Aim of the task
Find each line of the entries with the string "PoisonError", please, and copy it.

Data supplied below:

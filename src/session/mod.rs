//! Session tracking and switching.

mod registry;
mod scheduler;

pub use registry::{
    OutputSink, Session, SessionListSnapshot, SessionRegistry, SessionStatus, SessionSummary,
    SwitchEvent, DEFAULT_BUFFER_LIMIT,
};
pub use scheduler::SwitchScheduler;
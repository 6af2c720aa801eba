//! Dynamic discovery of subagent transcripts.
//!
//! Watches a subagents directory for `agent-<id>.jsonl` files that appear
//! after tailing has started. Three paths lead to a registration: debounced
//! directory notifications, a delayed rescan requested by an early trigger,
//! and ids reported inline by decoded content. All of them go through
//! [`DiscoveryRegistry::register_if_new`], so each id is attached at most
//! once.

use std::path::{Path, PathBuf};
use std::sync::{Arc, Mutex, MutexGuard, PoisonError};
use std::time::Duration;

use async_trait::async_trait;
use notify_debouncer_full::{new_debouncer, notify::RecursiveMode, DebounceEventResult};
use tokio::sync::mpsc;
use tokio::task::JoinHandle;
use tokio_util::sync::CancellationToken;

use super::error::WatcherError;
use super::locator::{agent_file_name, extract_agent_id};
use super::subagent::{DiscoveryRegistry, Registration};
use crate::config::DiscoveryConfig;

/// Receiver of discovery results.
#[async_trait]
pub trait DiscoveryHandler: Send + Sync {
    /// A new id was registered. Called once per id, before its file
    /// necessarily exists.
    fn session_discovered(&self, id: &str, path: &Path);

    /// Start tailing the file at `path`, which exists at call time.
    async fn attach(&self, id: &str, path: &Path) -> Result<(), WatcherError>;
}

fn lock<T>(mutex: &Mutex<T>) -> MutexGuard<'_, T> {
    mutex.lock().unwrap_or_else(PoisonError::into_inner)
}

#[derive(Default)]
struct Timers {
    watch: Option<JoinHandle<()>>,
    rescan: Option<JoinHandle<()>>,
    attaches: Vec<JoinHandle<()>>,
}

impl Timers {
    fn drain(&mut self) -> Vec<JoinHandle<()>> {
        let mut handles: Vec<JoinHandle<()>> = self.attaches.drain(..).collect();
        handles.extend(self.watch.take());
        handles.extend(self.rescan.take());
        handles
    }
}

struct Inner {
    dir: PathBuf,
    config: DiscoveryConfig,
    registry: Mutex<DiscoveryRegistry>,
    handler: Arc<dyn DiscoveryHandler>,
    cancel: CancellationToken,
    timers: Mutex<Timers>,
}

/// Watches one directory for new subagent transcripts.
pub struct DynamicDiscovery {
    inner: Arc<Inner>,
}

impl DynamicDiscovery {
    /// Create a discovery for `dir`.
    ///
    /// `known_ids` are ids already attached by the caller; they are never
    /// registered again.
    pub fn new<I, S>(
        dir: PathBuf,
        known_ids: I,
        config: DiscoveryConfig,
        handler: Arc<dyn DiscoveryHandler>,
    ) -> Self
    where
        I: IntoIterator<Item = S>,
        S: AsRef<str>,
    {
        let registry = DiscoveryRegistry::with_known(known_ids, config.max_sources);
        Self {
            inner: Arc::new(Inner {
                dir,
                config,
                registry: Mutex::new(registry),
                handler,
                cancel: CancellationToken::new(),
                timers: Mutex::new(Timers::default()),
            }),
        }
    }

    /// Directory being watched.
    #[must_use]
    pub fn dir(&self) -> &Path {
        &self.inner.dir
    }

    /// Whether `stop` has not been called yet.
    #[must_use]
    pub fn is_active(&self) -> bool {
        !self.inner.cancel.is_cancelled()
    }

    /// Known ids in sorted order.
    #[must_use]
    pub fn known_ids(&self) -> Vec<String> {
        lock(&self.inner.registry).ids()
    }

    /// Start watching the directory.
    ///
    /// If the directory does not exist yet its parent is watched instead,
    /// and the watch moves to the directory once it appears. Calling this
    /// again while a watch is running does nothing.
    ///
    /// # Errors
    ///
    /// Returns `WatcherError::DirectoryUnavailable` if neither the directory
    /// nor its parent exists, or `WatcherError::Notify` if the watch cannot
    /// be set up.
    pub fn start_watch(&self) -> Result<(), WatcherError> {
        if !self.is_active() {
            return Ok(());
        }
        let mut timers = lock(&self.inner.timers);
        if timers.watch.is_some() {
            return Ok(());
        }

        let dir = &self.inner.dir;
        let direct = dir.is_dir();
        let target = if direct {
            dir.as_path()
        } else {
            dir.parent()
                .filter(|p| p.is_dir())
                .ok_or_else(|| WatcherError::DirectoryUnavailable(dir.clone()))?
        };

        let (tx, rx) = mpsc::unbounded_channel();
        let mut debouncer = new_debouncer(
            self.inner.config.rescan_debounce(),
            None,
            move |result: DebounceEventResult| {
                let _ = tx.send(result);
            },
        )?;
        debouncer.watch(target, RecursiveMode::NonRecursive)?;
        if !direct {
            tracing::debug!(
                dir = %dir.display(),
                "Subagent directory missing, watching parent"
            );
        }

        let inner = Arc::clone(&self.inner);
        timers.watch = Some(tokio::spawn(async move {
            let mut debouncer = debouncer;
            let mut direct = direct;
            let mut rx = rx;

            if direct {
                inner.rescan().await;
            }
            loop {
                tokio::select! {
                    biased;
                    () = inner.cancel.cancelled() => break,
                    result = rx.recv() => match result {
                        None => break,
                        Some(Ok(_events)) => {
                            if !direct && inner.dir.is_dir() {
                                if let Some(parent) = inner.dir.parent() {
                                    let _ = debouncer.unwatch(parent);
                                }
                                match debouncer.watch(&inner.dir, RecursiveMode::NonRecursive) {
                                    Ok(()) => {
                                        direct = true;
                                        tracing::debug!(
                                            dir = %inner.dir.display(),
                                            "Subagent directory appeared, watching it"
                                        );
                                    }
                                    Err(e) => tracing::warn!(
                                        dir = %inner.dir.display(),
                                        error = %e,
                                        "Cannot watch subagent directory"
                                    ),
                                }
                            }
                            if inner.dir.is_dir() {
                                inner.rescan().await;
                            }
                        }
                        Some(Err(errors)) => {
                            for error in errors {
                                tracing::warn!(error = %error, "Directory watch error");
                            }
                        }
                    },
                }
            }
            drop(debouncer);
        }));

        tracing::info!(dir = %self.inner.dir.display(), "Watching for subagents");
        Ok(())
    }

    /// A decoded event signalled that a child is likely starting.
    ///
    /// Schedules a rescan after the configured delay, replacing any rescan
    /// still pending.
    pub fn handle_early_trigger(&self) {
        if !self.is_active() {
            return;
        }
        Inner::schedule_rescan(&self.inner, self.inner.config.early_rescan_delay());
    }

    /// A decoded event reported child `id` inline.
    pub fn handle_inline_trigger(&self, id: &str) -> Registration {
        if !self.is_active() {
            return Registration::Known;
        }
        Inner::register(&self.inner, id)
    }

    /// Stop watching and cancel every pending rescan and attach. Safe to
    /// call more than once.
    pub async fn stop(&self) {
        self.inner.cancel.cancel();
        let handles = lock(&self.inner.timers).drain();
        for handle in handles {
            handle.abort();
            let _ = handle.await;
        }
    }
}

impl Drop for DynamicDiscovery {
    fn drop(&mut self) {
        self.inner.cancel.cancel();
        for handle in lock(&self.inner.timers).drain() {
            handle.abort();
        }
    }
}

impl Inner {
    fn register(this: &Arc<Self>, id: &str) -> Registration {
        let outcome = lock(&this.registry).register_if_new(id);
        if outcome != Registration::New {
            return outcome;
        }

        let path = this.dir.join(agent_file_name(id));
        this.handler.session_discovered(id, &path);

        let inner = Arc::clone(this);
        let id = id.to_string();
        let handle = tokio::spawn(async move { inner.attach_with_retry(id, path).await });

        let mut timers = lock(&this.timers);
        timers.attaches.retain(|h| !h.is_finished());
        timers.attaches.push(handle);
        outcome
    }

    fn schedule_rescan(this: &Arc<Self>, delay: Duration) {
        let inner = Arc::clone(this);
        let handle = tokio::spawn(async move {
            if inner.pause(delay).await {
                inner.rescan().await;
            }
        });
        if let Some(previous) = lock(&this.timers).rescan.replace(handle) {
            previous.abort();
        }
    }

    async fn rescan(self: &Arc<Self>) {
        let mut entries = match tokio::fs::read_dir(&self.dir).await {
            Ok(entries) => entries,
            Err(e) => {
                tracing::debug!(dir = %self.dir.display(), error = %e, "Rescan skipped");
                return;
            }
        };

        let mut ids = Vec::new();
        while let Ok(Some(entry)) = entries.next_entry().await {
            if let Some(id) = entry.file_name().to_str().and_then(extract_agent_id) {
                ids.push(id);
            }
        }

        for id in ids {
            if self.cancel.is_cancelled() {
                return;
            }
            Self::register(self, &id);
        }
    }

    /// Sleep unless cancelled. Returns `true` if the caller should proceed.
    async fn pause(&self, delay: Duration) -> bool {
        tokio::select! {
            () = self.cancel.cancelled() => false,
            () = tokio::time::sleep(delay) => !self.cancel.is_cancelled(),
        }
    }

    async fn attach_with_retry(&self, id: String, path: PathBuf) {
        if !self.pause(self.config.attach_initial_delay()).await {
            return;
        }

        let attempts = self.config.attach_max_retries.max(1);
        for attempt in 1..=attempts {
            if self.cancel.is_cancelled() {
                return;
            }
            if tokio::fs::try_exists(&path).await.unwrap_or(false) {
                match self.handler.attach(&id, &path).await {
                    Ok(()) => {
                        tracing::debug!(id = %id, attempt, "Attached subagent transcript");
                        return;
                    }
                    Err(e) => tracing::debug!(id = %id, error = %e, "Attach attempt failed"),
                }
            }
            if attempt < attempts && !self.pause(self.config.attach_retry_delay()).await {
                return;
            }
        }

        tracing::debug!(
            id = %id,
            path = %path.display(),
            attempts,
            "Subagent transcript never appeared, giving up"
        );
    }
}
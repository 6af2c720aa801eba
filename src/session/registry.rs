//! Logical output sessions and the active selection.

use std::collections::VecDeque;
use std::path::{Path, PathBuf};
use std::sync::Arc;

use serde::Serialize;

/// Default number of lines kept per session.
pub const DEFAULT_BUFFER_LIMIT: usize = 1000;

/// Lifecycle of a session.
#[derive(Debug, Clone, Copy, PartialEq, Eq, Serialize)]
#[serde(rename_all = "lowercase")]
pub enum SessionStatus {
    Running,
    Done,
}

/// One addressable output channel, usually one tailed transcript.
#[derive(Debug, Clone)]
pub struct Session {
    pub id: String,
    pub label: String,
    pub path: PathBuf,
    pub status: SessionStatus,
    buffer: VecDeque<String>,
    limit: usize,
}

impl Session {
    fn new(id: &str, label: &str, path: &Path, limit: usize) -> Self {
        Self {
            id: id.to_string(),
            label: label.to_string(),
            path: path.to_path_buf(),
            status: SessionStatus::Running,
            buffer: VecDeque::with_capacity(limit.min(64)),
            limit,
        }
    }

    fn record(&mut self, content: &str) {
        if self.limit == 0 {
            return;
        }
        while self.buffer.len() >= self.limit {
            self.buffer.pop_front();
        }
        self.buffer.push_back(content.to_string());
    }

    /// Buffered output, oldest first.
    pub fn history(&self) -> impl Iterator<Item = &str> {
        self.buffer.iter().map(String::as_str)
    }

    #[must_use]
    pub fn buffered(&self) -> usize {
        self.buffer.len()
    }

    #[must_use]
    pub fn is_done(&self) -> bool {
        self.status == SessionStatus::Done
    }

    fn summary(&self, active: bool) -> SessionSummary {
        SessionSummary {
            id: self.id.clone(),
            label: self.label.clone(),
            path: self.path.clone(),
            status: self.status,
            active,
            buffered: self.buffer.len(),
        }
    }
}

/// Serializable view of one session.
#[derive(Debug, Clone, PartialEq, Eq, Serialize)]
pub struct SessionSummary {
    pub id: String,
    pub label: String,
    pub path: PathBuf,
    pub status: SessionStatus,
    pub active: bool,
    pub buffered: usize,
}

/// All sessions in display order.
#[derive(Debug, Clone, PartialEq, Eq, Serialize)]
pub struct SessionListSnapshot {
    pub sessions: Vec<SessionSummary>,
    pub active_index: Option<usize>,
}

/// Sent to the sink whenever the active session changes.
#[derive(Debug, Clone)]
pub struct SwitchEvent {
    pub session: SessionSummary,
    /// Buffered output of the newly active session, oldest first.
    pub history: Vec<String>,
}

/// Receives output of the active session.
pub trait OutputSink: Send + Sync {
    /// New content for the active session `id`.
    fn output(&self, id: &str, content: &str);

    /// The active session changed.
    fn switched(&self, event: &SwitchEvent);

    /// A session was registered.
    fn session_added(&self, _session: &SessionSummary) {}
}

/// Ordered set of sessions with exactly one active when non-empty.
///
/// The primary session, if configured, is always first. Every other session
/// is inserted right after it, so the newest sits nearest the primary.
pub struct SessionRegistry {
    sessions: Vec<Session>,
    active: Option<String>,
    primary: Option<String>,
    buffer_limit: usize,
    sink: Arc<dyn OutputSink>,
}

impl SessionRegistry {
    #[must_use]
    pub fn new(buffer_limit: usize, sink: Arc<dyn OutputSink>) -> Self {
        Self {
            sessions: Vec::new(),
            active: None,
            primary: None,
            buffer_limit,
            sink,
        }
    }

    /// Designate the session that always sorts first.
    #[must_use]
    pub fn with_primary(mut self, id: impl Into<String>) -> Self {
        self.primary = Some(id.into());
        self
    }

    fn index_of(&self, id: &str) -> Option<usize> {
        self.sessions.iter().position(|s| s.id == id)
    }

    fn active_index(&self) -> Option<usize> {
        self.active.as_deref().and_then(|id| self.index_of(id))
    }

    fn is_primary(&self, id: &str) -> bool {
        self.primary.as_deref() == Some(id)
    }

    /// Register a session. Returns the existing one if `id` is known.
    ///
    /// The first session registered becomes active.
    pub fn add_session(&mut self, id: &str, label: &str, path: &Path) -> &Session {
        let index = match self.index_of(id) {
            Some(index) => index,
            None => {
                let session = Session::new(id, label, path, self.buffer_limit);
                let index = if self.is_primary(id) {
                    0
                } else {
                    match self.sessions.first() {
                        Some(first) if self.is_primary(&first.id) => 1,
                        _ => 0,
                    }
                };
                self.sessions.insert(index, session);
                tracing::debug!(id = %id, label = %label, position = index, "Session added");
                let first = self.active.is_none();
                if first {
                    self.active = Some(id.to_string());
                }
                self.sink.session_added(&self.sessions[index].summary(first));
                index
            }
        };
        &self.sessions[index]
    }

    /// Route output for session `id`.
    ///
    /// Content is always buffered; it is also forwarded to the sink when
    /// `id` is active. Returns `false` for an unknown id.
    pub fn handle_output(&mut self, id: &str, content: &str) -> bool {
        let Some(index) = self.index_of(id) else {
            tracing::debug!(id = %id, "Output for unknown session dropped");
            return false;
        };
        self.sessions[index].record(content);
        if self.active.as_deref() == Some(id) {
            self.sink.output(id, content);
        }
        true
    }

    fn switch_to_index(&mut self, index: usize) -> Option<SwitchEvent> {
        let session = self.sessions.get(index)?;
        let event = SwitchEvent {
            session: session.summary(true),
            history: session.history().map(str::to_string).collect(),
        };
        self.active = Some(session.id.clone());
        tracing::debug!(id = %event.session.id, "Switched session");
        self.sink.switched(&event);
        Some(event)
    }

    /// Activate the session after the active one, wrapping around.
    pub fn switch_next(&mut self) -> Option<SwitchEvent> {
        let len = self.sessions.len();
        if len == 0 {
            return None;
        }
        let next = self.active_index().map_or(0, |i| (i + 1) % len);
        self.switch_to_index(next)
    }

    /// Activate the session before the active one, wrapping around.
    pub fn switch_prev(&mut self) -> Option<SwitchEvent> {
        let len = self.sessions.len();
        if len == 0 {
            return None;
        }
        let prev = self.active_index().map_or(0, |i| (i + len - 1) % len);
        self.switch_to_index(prev)
    }

    /// Activate session `id`. Returns `None` if it is unknown.
    pub fn switch_to(&mut self, id: &str) -> Option<SwitchEvent> {
        let index = self.index_of(id)?;
        self.switch_to_index(index)
    }

    /// Mark session `id` finished. Returns `true` if the status changed.
    pub fn mark_done(&mut self, id: &str) -> bool {
        match self.sessions.iter_mut().find(|s| s.id == id) {
            Some(session) if !session.is_done() => {
                session.status = SessionStatus::Done;
                tracing::debug!(id = %id, "Session done");
                true
            }
            _ => false,
        }
    }

    /// Resolve a user query to a session id: exact id, then label, then
    /// display position, then a unique id prefix.
    #[must_use]
    pub fn find(&self, query: &str) -> Option<&str> {
        let query = query.trim();
        if query.is_empty() {
            return None;
        }
        if let Some(session) = self
            .sessions
            .iter()
            .find(|s| s.id == query)
            .or_else(|| self.sessions.iter().find(|s| s.label == query))
        {
            return Some(&session.id);
        }
        if let Ok(position) = query.parse::<usize>() {
            if let Some(session) = self.sessions.get(position) {
                return Some(&session.id);
            }
        }
        let mut prefixed = self.sessions.iter().filter(|s| s.id.starts_with(query));
        match (prefixed.next(), prefixed.next()) {
            (Some(session), None) => Some(&session.id),
            _ => None,
        }
    }

    #[must_use]
    pub fn active(&self) -> Option<&Session> {
        self.active_index().map(|i| &self.sessions[i])
    }

    #[must_use]
    pub fn get(&self, id: &str) -> Option<&Session> {
        self.index_of(id).map(|i| &self.sessions[i])
    }

    /// Sessions in display order.
    #[must_use]
    pub fn all(&self) -> &[Session] {
        &self.sessions
    }

    #[must_use]
    pub fn len(&self) -> usize {
        self.sessions.len()
    }

    #[must_use]
    pub fn is_empty(&self) -> bool {
        self.sessions.is_empty()
    }

    #[must_use]
    pub fn snapshot(&self) -> SessionListSnapshot {
        let active_index = self.active_index();
        SessionListSnapshot {
            sessions: self
                .sessions
                .iter()
                .enumerate()
                .map(|(i, s)| s.summary(Some(i) == active_index))
                .collect(),
            active_index,
        }
    }
}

End of Data supplied.

Solution
use std::sync::{Arc, Mutex, MutexGuard, PoisonError};
    mutex.lock().unwrap_or_else(PoisonError::into_inner)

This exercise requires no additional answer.